Norwegian racing driver (born 1991)

Pål Varhaug (born 26 January 1991 in Stavanger) is a Norwegian former racing driver.

==Career==

===Karting===
Varhaug began his motorsport career in karting in 2005, finishing fifth in the Norwegian Championship ICA Junior category. He also finished fourth in the Viking Trophy ICA Junior class. The following year, he won the Norwegian Championship ICA Junior title.

===Formula Renault 2.0===
Varhaug moved up to single–seaters in 2007, competing in the Swiss Formula Renault 2.0 championship for Jenzer Motorsport. Over the course of the season, he took seven podium places, including four race wins, to finish as runner-up in the championship. He also took part in selected races in both the Italian Formula Renault 2.0 and Formula Renault 2.0 NEC championships.

Varhaug continued with Jenzer Motorsport in the category for 2008, racing full seasons in both the Eurocup Formula Renault 2.0 and Italian Formula Renault 2.0 series. He finished fifteenth in the Eurocup standings, with his best race result being a fifth place in the second event at Estoril. In the Italian series, he finished in the points in all fourteen races and took three races wins to comfortably win the title.

At the end of the season, Varhaug took part in Formula Renault 3.5 Series testing at Paul Ricard with the Italian Prema Powerteam, completing over one hundred laps in the process.

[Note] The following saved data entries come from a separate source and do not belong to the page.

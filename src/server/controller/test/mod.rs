use std::sync::Arc;

use axum::{
    body::Body,
    http::{header, Request, StatusCode},
    response::Response,
    Router,
};
use tower_http::normalize_path::NormalizePath;
use http_body_util::BodyExt;
use serde_json::{json, Value};
use test_utils::{builder::TestBuilder, context::TestContext, factory, fixture};
use tower::ServiceExt;
use wiremock::ResponseTemplate;

use crate::server::{
    render::{JsonRenderer, TEMPLATE_HEADER},
    router,
    service::collection::CollectionClient,
    startup,
    state::AppState,
};

mod assets;

/// Builds the full application against the test context's mock API and public directory.
///
/// Runs the startup loader, so the squad roster is fetched exactly as in production.
async fn app(test: &TestContext) -> NormalizePath<Router> {
    let client = CollectionClient::new(reqwest::Client::new(), test.api_base());
    let site = startup::load_site_context(&client).await;

    router::trim_trailing_slash(router::router(test.public_path()).with_state(
        AppState::new(client, site, Arc::new(JsonRenderer)),
    ))
}

async fn get(app: NormalizePath<Router>, uri: &str) -> Response {
    app.oneshot(Request::get(uri).body(Body::empty()).unwrap())
        .await
        .unwrap()
}

async fn post_form(app: NormalizePath<Router>, uri: &str, body: &str) -> Response {
    app.oneshot(
        Request::post(uri)
            .header(header::CONTENT_TYPE, "application/x-www-form-urlencoded")
            .body(Body::from(body.to_string()))
            .unwrap(),
    )
    .await
    .unwrap()
}

async fn body_bytes(response: Response) -> Vec<u8> {
    response
        .into_body()
        .collect()
        .await
        .unwrap()
        .to_bytes()
        .to_vec()
}

async fn body_json(response: Response) -> Value {
    serde_json::from_slice(&body_bytes(response).await).unwrap()
}

fn template_of(response: &Response) -> Option<&str> {
    response
        .headers()
        .get(TEMPLATE_HEADER)
        .and_then(|value| value.to_str().ok())
}

fn location_of(response: &Response) -> Option<&str> {
    response
        .headers()
        .get(header::LOCATION)
        .and_then(|value| value.to_str().ok())
}

/// Value of `key` in a list of decoded query pairs.
fn query_value<'a>(pairs: &'a [(String, String)], key: &str) -> Option<&'a str> {
    pairs
        .iter()
        .find(|(k, _)| k == key)
        .map(|(_, v)| v.as_str())
}
use axum::{
    extract::{rejection::QueryRejection, Query, State},
    response::Response,
};

use crate::server::{
    controller::SortQuery,
    error::AppError,
    model::{
        lookup::sort_field,
        view::{IndexView, Template},
    },
    render::render_view,
    service::person::PersonService,
    state::AppState,
};

/// GET / - Home listing of everyone in the tribe
///
/// # Query Parameters
/// - `sort`: Sort key such as `a-z`, `z-a` or `shoe-size`; unknown keys sort by name
///
/// # Returns
/// - `200 OK`: `index` template with `persons` and `squads`
pub async fn index(
    State(state): State<AppState>,
    query: Result<Query<SortQuery>, QueryRejection>,
) -> Result<Response, AppError> {
    let query = SortQuery::from_extracted(query);
    let sort = sort_field(query.sort.as_deref());

    let persons = PersonService::new(&state.client).list_in_tribe(sort).await;

    let view = IndexView {
        persons,
        squads: &state.site.squads,
    };

    render_view(state.renderer.as_ref(), Template::Index, &view)
}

===International Formula Master===
For 2009, Varhaug moved up to the International Formula Master series, once again staying with Jenzer Motorsport. He finished in fifth place in the standings, and was the runner–up in the rookie classification behind Alexander Rossi. He achieved five podium places and a pole position at Brno.

===GP3 Series===
Varhaug graduated to the new GP3 Series with Jenzer Motorsport in 2010. After qualifying on the front row of the grid for the opening race of the season in Barcelona, Varhaug became the first–ever GP3 race winner, finishing ahead of both Robert Wickens and Esteban Gutiérrez. He failed to score another point after his win and eventually finished 13th in the standings.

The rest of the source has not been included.